19. Albarella:
Giugno 2017
Carrie giunse al controllo ingressi dell'isola nel tardo pomeriggio. Era sola, con la Sportster 883 e la propria ombra che si allungava sull'asfalto come un presagio infausto. Mauro la calpestò per raggiungerla.
«Ciao.»
Carrie sobbalzò e arretrò con le spalle ma, appena volse il capo, le labbra si spalancarono in un sorriso.

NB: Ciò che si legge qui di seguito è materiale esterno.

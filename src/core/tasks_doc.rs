//! TDD-first structure check for OpenSpec change task lists.
//!
//! A change's `tasks.md` must walk through specification, test mapping, and
//! red/green/refactor in that order, and must state the Red gate explicitly.

use crate::core::changes::ChangedFileSet;
use crate::core::error::PreflightError;
use crate::core::repo::RepositoryContext;
use std::fmt;
use std::fs;
use tracing::debug;

/// Ordered headings every change task list must contain.
pub const REQUIRED_CHANGE_TASKS_HEADINGS: [&str; 6] = [
    "## 1. Specification",
    "## 2. TDD Mapping（先测前提）",
    "## 3. Red（先写失败测试）",
    "## 4. Green（最小实现通过）",
    "## 5. Refactor（保持绿灯）",
    "## 6. Evidence",
];

pub const RED_GATE_PHRASE: &str = "未出现 Red（失败测试）不得进入实现";

/// A group of literals that must all appear, reported with one message.
#[derive(Debug, Clone, Copy, PartialEq, Eq)]
pub struct RequiredLiteral {
    pub needles: &'static [&'static str],
    pub requirement: &'static str,
}

pub const REQUIRED_CHANGE_TASKS_LITERALS: [RequiredLiteral; 2] = [
    RequiredLiteral {
        needles: &[RED_GATE_PHRASE],
        requirement: "must contain Red-gate text: 未出现 Red（失败测试）不得进入实现",
    },
    RequiredLiteral {
        needles: &["Scenario", "映射"],
        requirement: "must include Scenario->测试映射要求 in TDD Mapping section",
    },
];

/// Headings and literals a document is checked against.
#[derive(Debug, Clone, Copy)]
pub struct DocumentRules<'a> {
    pub headings: &'a [&'a str],
    pub literals: &'a [RequiredLiteral],
}

impl DocumentRules<'static> {
    pub fn change_tasks() -> Self {
        Self {
            headings: &REQUIRED_CHANGE_TASKS_HEADINGS,
            literals: &REQUIRED_CHANGE_TASKS_LITERALS,
        }
    }
}

#[derive(Debug, Clone, PartialEq, Eq)]
pub enum DocumentViolation {
    MissingHeading(String),
    HeadingOutOfOrder(String),
    MissingLiteral(String),
}

impl fmt::Display for DocumentViolation {
    fn fmt(&self, f: &mut fmt::Formatter<'_>) -> fmt::Result {
        match self {
            Self::MissingHeading(h) => write!(f, "missing required heading: {}", h),
            Self::HeadingOutOfOrder(h) => write!(f, "headings out of order: {}", h),
            Self::MissingLiteral(req) => write!(f, "{}", req),
        }
    }
}

#[derive(Debug, Clone, PartialEq, Eq)]
pub enum DocumentCheckResult {
    Pass,
    Fail(DocumentViolation),
}

impl DocumentCheckResult {
    pub fn is_pass(&self) -> bool {
        matches!(self, Self::Pass)
    }
}

/// Check `content` against `rules`.
///
/// Headings match by first occurrence as plain substrings; each must start
/// strictly after the previous one. Literals are position independent and
/// only checked once all headings pass.
pub fn check_document_structure(content: &str, rules: &DocumentRules<'_>) -> DocumentCheckResult {
    let mut cursor: Option<usize> = None;
    for heading in rules.headings {
        let Some(idx) = content.find(heading) else {
            return DocumentCheckResult::Fail(DocumentViolation::MissingHeading(
                heading.to_string(),
            ));
        };
        if cursor.is_some_and(|prev| idx <= prev) {
            return DocumentCheckResult::Fail(DocumentViolation::HeadingOutOfOrder(
                heading.to_string(),
            ));
        }
        cursor = Some(idx);
    }

    for literal in rules.literals {
        if !literal.needles.iter().all(|n| content.contains(n)) {
            return DocumentCheckResult::Fail(DocumentViolation::MissingLiteral(
                literal.requirement.to_string(),
            ));
        }
    }

    DocumentCheckResult::Pass
}

/// Outcome of the change task-list gate over a changed-file set.
#[derive(Debug, Clone, PartialEq, Eq)]
pub enum ChangeTasksOutcome {
    /// No changed task list matched the target pattern.
    Skipped,
    Checked(Vec<String>),
}

/// Validate every changed `openspec/changes/<name>/tasks.md` outside the archive.
pub fn validate_change_tasks(
    ctx: &RepositoryContext,
    changed: &ChangedFileSet,
) -> Result<ChangeTasksOutcome, PreflightError> {
    let targets = changed.change_task_documents();
    if targets.is_empty() {
        return Ok(ChangeTasksOutcome::Skipped);
    }

    let rules = DocumentRules::change_tasks();
    for rel_path in &targets {
        let abs_path = ctx.join(rel_path);
        if !abs_path.is_file() {
            return Err(PreflightError::MissingArtifact(format!(
                "[OPENSPEC_CHANGE] missing tasks file: {}",
                rel_path
            )));
        }
        let content = fs::read_to_string(&abs_path).map_err(PreflightError::IoError)?;
        debug!(path = %rel_path, bytes = content.len(), "checking change task list");

        if let DocumentCheckResult::Fail(violation) = check_document_structure(&content, &rules) {
            return Err(PreflightError::StructuralViolation(format!(
                "[OPENSPEC_CHANGE] {} {}",
                rel_path, violation
            )));
        }
    }

    Ok(ChangeTasksOutcome::Checked(targets))
}
//! Pre-flight run: the fixed, fail-fast sequence of checks.
//!
//! Order:
//! 1. branch contract
//! 2. run log presence
//! 3. working tree status (echo only)
//! 4. rulebook task location, then registry validation for active tasks
//! 5. changed-file collection
//! 6. change task lists and execution order
//! 7. formatter over changed targets, then the configured checks
//!
//! The first failure stops the run; nothing after it executes.

use crate::core::branch::{self, BranchRef, TaskId};
use crate::core::changes::ChangedFileSet;
use crate::core::collaborator::{CommandRunner, must_run};
use crate::core::config::PreflightConfig;
use crate::core::error::PreflightError;
use crate::core::execution_order::{self, ExecutionOrderOutcome};
use crate::core::output;
use crate::core::repo::RepositoryContext;
use crate::core::rulebook::{self, TaskLocation};
use crate::core::tasks_doc::{self, ChangeTasksOutcome};
use crate::core::vcs::VersionControl;
use tracing::info;

#[derive(Debug, Clone, Copy, PartialEq, Eq)]
pub enum StepStatus {
    Passed,
    Skipped,
}

#[derive(Debug, Clone, PartialEq, Eq)]
pub struct StepRecord {
    pub name: String,
    pub status: StepStatus,
}

/// Record of a run that passed every check.
#[derive(Debug, Clone)]
pub struct PreflightReport {
    pub branch: BranchRef,
    pub task_id: TaskId,
    pub location: TaskLocation,
    pub changed_files: usize,
    pub steps: Vec<StepRecord>,
}

impl PreflightReport {
    pub fn step(&self, name: &str) -> Option<&StepRecord> {
        self.steps.iter().find(|s| s.name == name)
    }
}

pub struct Preflight<'a, V: VersionControl, R: CommandRunner> {
    ctx: &'a RepositoryContext,
    config: &'a PreflightConfig,
    vcs: &'a mut V,
    runner: &'a mut R,
    steps: Vec<StepRecord>,
}

impl<'a, V: VersionControl, R: CommandRunner> Preflight<'a, V, R> {
    pub fn new(
        ctx: &'a RepositoryContext,
        config: &'a PreflightConfig,
        vcs: &'a mut V,
        runner: &'a mut R,
    ) -> Self {
        Self {
            ctx,
            config,
            vcs,
            runner,
            steps: Vec::new(),
        }
    }

    fn passed(&mut self, name: &str) {
        info!(step = name, "passed");
        self.steps.push(StepRecord {
            name: name.to_string(),
            status: StepStatus::Passed,
        });
    }

    fn skipped(&mut self, name: &str, reason: &str) {
        info!(step = name, reason, "skipped");
        output::skip(name, reason);
        self.steps.push(StepRecord {
            name: name.to_string(),
            status: StepStatus::Skipped,
        });
    }

    fn exec(&mut self, argv: &[String]) -> Result<(), PreflightError> {
        must_run(&mut *self.runner, argv, self.ctx.root())?;
        Ok(())
    }

    pub fn run(mut self) -> Result<PreflightReport, PreflightError> {
        let branch_name = self.vcs.current_branch(self.ctx)?;
        let branch = branch::parse_branch(&branch_name)?;
        self.passed("branch");

        let run_log = self.ctx.run_log(branch.number());
        if !run_log.is_file() {
            return Err(PreflightError::MissingArtifact(format!(
                "[RUN_LOG] required file missing: {}",
                run_log.display()
            )));
        }
        self.passed("run-log");

        output::section("Repo checks", true);
        self.exec(&["git", "status", "--porcelain=v1"].map(String::from))?;
        self.passed("git-status");

        output::section("Rulebook checks", false);
        let task_id = branch.task_id();
        let location = rulebook::resolve_task_location(self.ctx, &task_id)?;
        self.passed("rulebook-location");
        if location.needs_registry_validation() {
            let argv = self.config.registry.argv(&[task_id.to_string()]);
            self.exec(&argv)?;
            self.passed("rulebook-validate");
        } else {
            output::note(&format!(
                "task {} is archived at {}",
                task_id,
                location.path.display()
            ));
            self.skipped("rulebook-validate", "task already archived");
        }

        output::section("Workspace checks", false);
        let changed = self.vcs.changed_files(self.ctx, &self.config.base_ref)?;
        output::note(&format!("{} changed file(s)", changed.len()));
        self.passed("changed-files");

        output::section("OpenSpec change checks", false);
        self.check_change_documents(&changed)?;
        self.check_formatting(&changed)?;

        let config = self.config;
        for check in &config.checks {
            self.exec(&check.as_command().argv(&[]))?;
            self.passed(&check.name);
        }

        Ok(PreflightReport {
            branch,
            task_id,
            location,
            changed_files: changed.len(),
            steps: self.steps,
        })
    }

    fn check_change_documents(&mut self, changed: &ChangedFileSet) -> Result<(), PreflightError> {
        match tasks_doc::validate_change_tasks(self.ctx, changed)? {
            ChangeTasksOutcome::Skipped => self.skipped(
                "openspec change tasks TDD-structure check",
                "no changed openspec/changes/*/tasks.md",
            ),
            ChangeTasksOutcome::Checked(docs) => {
                output::note(&format!("{} change task list(s) checked", docs.len()));
                self.passed("openspec change tasks TDD-structure check");
            }
        }

        match execution_order::validate_execution_order(self.ctx, changed)? {
            ExecutionOrderOutcome::Skipped { .. } => {
                self.skipped("execution order check", "active changes < 2")
            }
            ExecutionOrderOutcome::Checked { .. } => self.passed("execution order check"),
        }
        Ok(())
    }

    fn check_formatting(&mut self, changed: &ChangedFileSet) -> Result<(), PreflightError> {
        let targets = changed.formatter_targets(&self.config.formatter_extensions);
        if targets.is_empty() {
            self.skipped("formatter", "no changed targets");
            return Ok(());
        }
        let argv = self.config.formatter.argv(&targets);
        self.exec(&argv)?;
        self.passed("formatter");
        Ok(())
    }
}

/// Run the whole gate against `ctx`.
pub fn run_preflight<V: VersionControl, R: CommandRunner>(
    ctx: &RepositoryContext,
    config: &PreflightConfig,
    vcs: &mut V,
    runner: &mut R,
) -> Result<PreflightReport, PreflightError> {
    Preflight::new(ctx, config, vcs, runner).run()
}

«Non ti avevo visto», ridacchiò.
Mauro sorrise di rimando. Allungò la mano colto da un'improvvisa ondata di tenerezza e le sfiorò la guancia con una carezza. Si accostò e vi posò un bacio. La pelle profumava ancora di docciaschiuma e i capelli di shampoo. Doveva aver abusato con le quantità. Quando stavano ancora insieme, al rientro dagli hotel, le portava campioni di prodotti da bagno con la scusa di volerli testare. Così, li mischiavano tutti assieme e sparivano per ore intere in vasca, tra la schiuma densa come panna montata.
Carrie passava molto più tempo a lavarsi che a truccarsi. Tanto non ne aveva bisogno, pensò ammirandola.

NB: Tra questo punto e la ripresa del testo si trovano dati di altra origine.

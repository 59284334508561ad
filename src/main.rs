use std::process::ExitCode;

fn main() -> ExitCode {
    match preflight::run() {
        Ok(_) => ExitCode::SUCCESS,
        Err(e) => {
            eprintln!("{}", preflight::core::output::failure_line(&e.to_string()));
            ExitCode::from(1)
        }
    }
}
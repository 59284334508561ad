//! Repository layout consumed by the gate.
//!
//! Every check receives a [`RepositoryContext`] instead of reading the process
//! working directory, so the whole engine can run against a temporary tree.

use std::path::{Path, PathBuf};

pub const RULEBOOK_TASKS_DIR: &str = "rulebook/tasks";
pub const RULEBOOK_ARCHIVE_DIR: &str = "rulebook/tasks/archive";
pub const CHANGES_DIR: &str = "openspec/changes";
pub const CHANGES_ARCHIVE_PREFIX: &str = "openspec/changes/archive/";
pub const EXECUTION_ORDER_DOC: &str = "openspec/changes/EXECUTION_ORDER.md";
pub const TASK_RUNS_DIR: &str = "openspec/_ops/task_runs";

/// Explicit repository root threaded through every check.
#[derive(Debug, Clone, PartialEq, Eq)]
pub struct RepositoryContext {
    pub root: PathBuf,
}

impl RepositoryContext {
    pub fn new(root: impl Into<PathBuf>) -> Self {
        Self { root: root.into() }
    }

    pub fn root(&self) -> &Path {
        &self.root
    }

    /// Absolute path of a repository-relative path.
    pub fn join(&self, rel: &str) -> PathBuf {
        self.root.join(rel)
    }

    pub fn rulebook_tasks_dir(&self) -> PathBuf {
        self.root.join(RULEBOOK_TASKS_DIR)
    }

    pub fn rulebook_archive_dir(&self) -> PathBuf {
        self.root.join(RULEBOOK_ARCHIVE_DIR)
    }

    pub fn changes_dir(&self) -> PathBuf {
        self.root.join(CHANGES_DIR)
    }

    pub fn execution_order_doc(&self) -> PathBuf {
        self.root.join(EXECUTION_ORDER_DOC)
    }

    /// Run log for an issue: `openspec/_ops/task_runs/ISSUE-<N>.md`.
    pub fn run_log(&self, task_number: &str) -> PathBuf {
        self.root
            .join(TASK_RUNS_DIR)
            .join(format!("ISSUE-{}.md", task_number))
    }
}
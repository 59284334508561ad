//! External command execution.
//!
//! Formatter, linter, type-checker, test runner, and task registry are all
//! reached through [`CommandRunner`]; each invocation blocks until the
//! program exits and has no timeout.

use crate::core::error::PreflightError;
use std::path::Path;
use std::process::Command;
use std::time::Instant;
use tracing::debug;

/// Combined result of one external command.
#[derive(Debug, Clone, PartialEq, Eq)]
pub struct CommandOutput {
    /// Exit code; `-1` when terminated by a signal.
    pub code: i32,
    /// stdout followed by stderr.
    pub out: String,
}

impl CommandOutput {
    pub fn success(&self) -> bool {
        self.code == 0
    }
}

pub trait CommandRunner {
    /// Run `argv` in `cwd`; a non-zero exit is reported in the output, not as an error.
    fn run(&mut self, argv: &[String], cwd: &Path) -> Result<CommandOutput, PreflightError>;
}

/// Runs commands as child processes.
#[derive(Debug, Default, Clone, Copy)]
pub struct ProcessRunner;

impl CommandRunner for ProcessRunner {
    fn run(&mut self, argv: &[String], cwd: &Path) -> Result<CommandOutput, PreflightError> {
        let Some((program, args)) = argv.split_first() else {
            return Err(PreflightError::CollaboratorFailure(
                "command failed: empty command".to_string(),
            ));
        };

        let start = Instant::now();
        let output = Command::new(program)
            .args(args)
            .current_dir(cwd)
            .output()
            .map_err(|e| {
                PreflightError::CollaboratorFailure(format!(
                    "command failed: {} ({})",
                    argv.join(" "),
                    e
                ))
            })?;

        let code = output.status.code().unwrap_or(-1);
        debug!(
            cmd = %argv.join(" "),
            code,
            duration_ms = start.elapsed().as_millis() as u64,
            "command finished"
        );

        let mut out = String::from_utf8_lossy(&output.stdout).to_string();
        out.push_str(&String::from_utf8_lossy(&output.stderr));
        Ok(CommandOutput { code, out })
    }
}

/// Run a command, echo it and its output, and fail on a non-zero exit.
pub fn must_run<R: CommandRunner + ?Sized>(
    runner: &mut R,
    argv: &[String],
    cwd: &Path,
) -> Result<CommandOutput, PreflightError> {
    let result = runner.run(argv, cwd)?;
    println!("$ {}", argv.join(" "));
    if !result.out.trim().is_empty() {
        println!("{}", result.out.trim_end());
    }
    if !result.success() {
        return Err(PreflightError::CollaboratorFailure(format!(
            "command failed: {} (exit {})",
            argv.join(" "),
            result.code
        )));
    }
    Ok(result)
}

«Sbrighiamo le formalità.» Carrie gli girò le spalle per appoggiare il casco, che aveva ancora in mano, sulla sella. I capelli fluttuarono regalandogli qualche altro secondo di estasi.
***
La luce stava oltre le loro spalle, quando uscirono dall'ufficio registrazioni.
«Puoi guidare fino a casa per il primo accesso, poi niente mezzi a motore.»
«Come sempre», tagliò corto la ragazza.
Mauro si lasciò sfuggire un ghigno e calò lo sguardo a terra. Era nervoso. Era evidente, dato che la stava subissando di spiegazioni inutili.
«Sali?»
Carrie tolse il cavalletto alla motocicletta e si accomodò sul davanti della sella.
Mauro accettò con un cenno del capo e montò. La vita sottile, sopra i glutei tondi stretti tra le sue ginocchia, lo tentava, ma optò per reggersi alle rigide maniglie ai lati. Appena fu in posizione, Carrie partì.
Si era dimenticata di dargli un casco. Forse aveva pensato che fossero solo pochi metri di strada, oppure aveva sbagliato. Forse anche lei era tesa. Allora, perchè era venuta? Non si trattava di un'ondata di improvvisa passione, ma di trascorrere ore e ore guardandosi negli occhi fin dentro l'anima.
Strinse più forte le mani sui sottili ferri. Rifuggiva quella voce che suggeriva fosse venuta per completare un discorso mai iniziato. La resa dei conti era l'incubo delle sue notti e il delirio dei suoi giorni. Cercò di distrarsi con l'aria calda e umida che gli arruffava i riccioli. Era una sensazione sconosciuta. Non riusciva a classificarla. Era piacevole e frizzante sulla pelle, ma il senso di colpa per essere fuori legge, gli impediva di apprezzarla a fondo.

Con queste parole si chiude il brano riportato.